** Opening Dataset records block **
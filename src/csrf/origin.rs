//! Same-origin verification for unsafe requests.
//!
//! Runs before any token work: a request that cannot even name a matching
//! origin is rejected without touching the codec. Origins compare exactly —
//! scheme, host and port — so sibling subdomains, suffix look-alikes and
//! differing ports are all distinct.

use axum::http::HeaderMap;
use url::Url;

use super::config::CsrfConfig;

/// Compare the request's claimed origin against the expected one.
///
/// Candidate: the `Origin` header, else the origin of a parseable
/// `Referer`. Expected: the configured application URL, else
/// `X-Forwarded-Proto`/`X-Forwarded-Host` (falling back to `Host`).
/// Missing or malformed values on either side fail the check.
#[must_use]
pub fn is_same_origin(config: &CsrfConfig, headers: &HeaderMap) -> bool {
    let Some(candidate) = candidate_origin(headers) else {
        return false;
    };
    let Some(expected) = expected_origin(config, headers) else {
        return false;
    };
    // url::Origin equality covers scheme + host + port; opaque origins
    // (unparseable or `null`) never match anything.
    candidate == expected && matches!(candidate, url::Origin::Tuple(..))
}

fn candidate_origin(headers: &HeaderMap) -> Option<url::Origin> {
    if let Some(origin) = header_str(headers, "origin")
        && !origin.is_empty()
    {
        return Url::parse(origin).ok().map(|url| url.origin());
    }
    let referer = header_str(headers, "referer")?;
    Url::parse(referer).ok().map(|url| url.origin())
}

fn expected_origin(config: &CsrfConfig, headers: &HeaderMap) -> Option<url::Origin> {
    if let Some(app_url) = config.app_url() {
        return Some(app_url.origin());
    }

    let proto = header_str(headers, "x-forwarded-proto").unwrap_or("https");
    let host = header_str(headers, "x-forwarded-host").or_else(|| header_str(headers, "host"))?;
    if host.is_empty() {
        return None;
    }
    Url::parse(&format!("{proto}://{host}"))
        .ok()
        .map(|url| url.origin())
}

fn header_str<'a>(headers: &'a HeaderMap, name: &str) -> Option<&'a str> {
    headers
        .get(name)
        .and_then(|value| value.to_str().ok())
        .map(str::trim)
}

#[cfg(test)]
mod tests {
    use super::*;
    use axum::http::HeaderValue;

    fn config_with_app_url(url: &str) -> CsrfConfig {
        CsrfConfig::default().with_app_url(Some(Url::parse(url).expect("app url")))
    }

    fn headers(pairs: &[(&str, &str)]) -> HeaderMap {
        let mut map = HeaderMap::new();
        for (name, value) in pairs {
            map.insert(
                axum::http::HeaderName::from_bytes(name.as_bytes()).expect("header name"),
                HeaderValue::from_str(value).expect("header value"),
            );
        }
        map
    }

    #[test]
    fn matching_origin_against_app_url() {
        let config = config_with_app_url("https://app.example.com");
        let ok = headers(&[("origin", "https://app.example.com")]);
        assert!(is_same_origin(&config, &ok));
    }

    #[test]
    fn differing_port_is_a_different_origin() {
        let config = config_with_app_url("https://app.example.com");
        let other_port = headers(&[("origin", "https://app.example.com:8080")]);
        assert!(!is_same_origin(&config, &other_port));
    }

    #[test]
    fn default_port_normalizes() {
        let config = config_with_app_url("https://app.example.com");
        let explicit = headers(&[("origin", "https://app.example.com:443")]);
        assert!(is_same_origin(&config, &explicit));
    }

    #[test]
    fn foreign_origin_rejected() {
        let config = config_with_app_url("https://app.example.com");
        assert!(!is_same_origin(
            &config,
            &headers(&[("origin", "https://evil.com")])
        ));
    }

    #[test]
    fn suffix_lookalike_rejected() {
        // No substring matching: secure.com.evil.com is not secure.com.
        let config = config_with_app_url("https://secure.com");
        assert!(!is_same_origin(
            &config,
            &headers(&[("origin", "https://secure.com.evil.com")])
        ));
    }

    #[test]
    fn scheme_mismatch_rejected() {
        let config = config_with_app_url("https://app.example.com");
        assert!(!is_same_origin(
            &config,
            &headers(&[("origin", "http://app.example.com")])
        ));
    }

    #[test]
    fn referer_used_when_origin_missing() {
        let config = config_with_app_url("https://app.example.com");
        let ok = headers(&[("referer", "https://app.example.com/some/page?q=1")]);
        assert!(is_same_origin(&config, &ok));

        let bad = headers(&[("referer", "https://evil.com/page")]);
        assert!(!is_same_origin(&config, &bad));
    }

    #[test]
    fn no_candidate_headers_fails() {
        let config = config_with_app_url("https://app.example.com");
        assert!(!is_same_origin(&config, &HeaderMap::new()));
    }

    #[test]
    fn malformed_headers_fail_without_panic() {
        let config = config_with_app_url("https://app.example.com");
        for value in ["null", "not a url", "://", ""] {
            let map = headers(&[("origin", value)]);
            assert!(!is_same_origin(&config, &map), "accepted {value:?}");
        }
        let map = headers(&[("referer", "%%%%")]);
        assert!(!is_same_origin(&config, &map));
    }

    #[test]
    fn forwarded_headers_derive_expected_origin() {
        let config = CsrfConfig::default();
        let ok = headers(&[
            ("origin", "https://app.example.com"),
            ("x-forwarded-proto", "https"),
            ("x-forwarded-host", "app.example.com"),
        ]);
        assert!(is_same_origin(&config, &ok));
    }

    #[test]
    fn plain_host_fallback_defaults_to_https() {
        let config = CsrfConfig::default();
        let ok = headers(&[
            ("origin", "https://app.example.com"),
            ("host", "app.example.com"),
        ]);
        assert!(is_same_origin(&config, &ok));

        // Host resolves over https by default, so an http origin differs.
        let http_origin = headers(&[
            ("origin", "http://app.example.com"),
            ("host", "app.example.com"),
        ]);
        assert!(!is_same_origin(&config, &http_origin));
    }

    #[test]
    fn no_resolvable_host_fails() {
        let config = CsrfConfig::default();
        let map = headers(&[("origin", "https://app.example.com")]);
        assert!(!is_same_origin(&config, &map));
    }

    #[test]
    fn empty_origin_header_falls_back_to_referer() {
        let config = config_with_app_url("https://app.example.com");
        let map = headers(&[
            ("origin", ""),
            ("referer", "https://app.example.com/page"),
        ]);
        assert!(is_same_origin(&config, &map));
    }
}
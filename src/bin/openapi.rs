use anyhow::Result;

fn main() -> Result<()> {
    let doc = portico::api::openapi();
    let json = serde_json::to_string_pretty(&doc)?;
    println!("{json}");
    Ok(())
}
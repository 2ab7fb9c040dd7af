use clap::{Arg, ArgAction, Command};

/// CSRF protocol arguments.
pub fn with_args(command: Command) -> Command {
    command
        .arg(
            Arg::new("csrf-header")
                .long("csrf-header")
                .help("Header carrying CSRF tokens in both directions")
                .default_value("x-csrf-token")
                .env("PORTICO_CSRF_HEADER"),
        )
        .arg(
            Arg::new("csrf-cookie-prefix")
                .long("csrf-cookie-prefix")
                .help("Prefix for the csrf-secret/csrf-iat cookie names")
                .default_value("")
                .env("PORTICO_CSRF_COOKIE_PREFIX"),
        )
        .arg(
            Arg::new("csrf-secret-bytes")
                .long("csrf-secret-bytes")
                .help("Secret length in bytes")
                .default_value("32")
                .env("PORTICO_CSRF_SECRET_BYTES")
                .value_parser(clap::value_parser!(usize)),
        )
        .arg(
            Arg::new("csrf-salt-bytes")
                .long("csrf-salt-bytes")
                .help("Token salt length in bytes")
                .default_value("16")
                .env("PORTICO_CSRF_SALT_BYTES")
                .value_parser(clap::value_parser!(usize)),
        )
        .arg(
            Arg::new("csrf-rotate-ms")
                .long("csrf-rotate-ms")
                .help("Secret age in milliseconds after which safe requests rotate it")
                .default_value("86400000")
                .env("PORTICO_CSRF_ROTATE_MS")
                .value_parser(clap::value_parser!(u64)),
        )
        .arg(
            Arg::new("csrf-protected-paths")
                .long("csrf-protected-paths")
                .help("Comma-separated path prefixes the protocol protects")
                .default_value("/api")
                .env("PORTICO_CSRF_PROTECTED_PATHS")
                .value_delimiter(','),
        )
        .arg(
            Arg::new("insecure-cookies")
                .long("insecure-cookies")
                .help("Omit the Secure cookie attribute (local development over http)")
                .env("PORTICO_INSECURE_COOKIES")
                .action(ArgAction::SetTrue),
        )
}
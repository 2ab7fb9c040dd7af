//! Syntax and reserved-word validation for tenant identifiers.

/// Names that can never be claimed as tenant identifiers.
///
/// Shared by every resolution strategy so a hostname label, a header value
/// and a path segment are all held to the same rule. Matching is
/// case-insensitive.
const RESERVED_TENANT_IDS: &[&str] = &[
    "api",
    "www",
    "admin",
    "root",
    "system",
    "public",
    "private",
    "static",
    "assets",
    "cdn",
    "mail",
    "email",
    "ftp",
    "ssh",
    "localhost",
    "staging",
    "prod",
    "production",
    "dev",
    "development",
];

const MAX_TENANT_ID_LEN: usize = 100;

/// Validate a candidate tenant identifier.
///
/// Accepts `[a-zA-Z0-9_-]`, 1 to 100 characters, excluding the reserved
/// set. Anything else (dots, slashes, whitespace, control characters) is
/// rejected. Callers treat `false` as "this strategy produced nothing" and
/// fall through to the next one.
#[must_use]
pub fn is_valid_tenant_id(candidate: &str) -> bool {
    if candidate.is_empty() || candidate.len() > MAX_TENANT_ID_LEN {
        return false;
    }

    // The character class already excludes \r \n \t and NUL; the explicit
    // control check stays as a second line of defense should the class
    // ever be loosened.
    if candidate.chars().any(char::is_control) {
        return false;
    }

    if !candidate
        .chars()
        .all(|c| c.is_ascii_alphanumeric() || c == '_' || c == '-')
    {
        return false;
    }

    !is_reserved(candidate)
}

/// Case-insensitive membership test against the reserved set.
#[must_use]
pub fn is_reserved(candidate: &str) -> bool {
    RESERVED_TENANT_IDS
        .iter()
        .any(|reserved| candidate.eq_ignore_ascii_case(reserved))
}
** Closing Dataset records block **
What you have to do: Scan the records above for the word "that". Show each line in which it appears.

Answer area:
//! Runs before any token work: a request that cannot even name a matching
/// Names that can never be claimed as tenant identifiers.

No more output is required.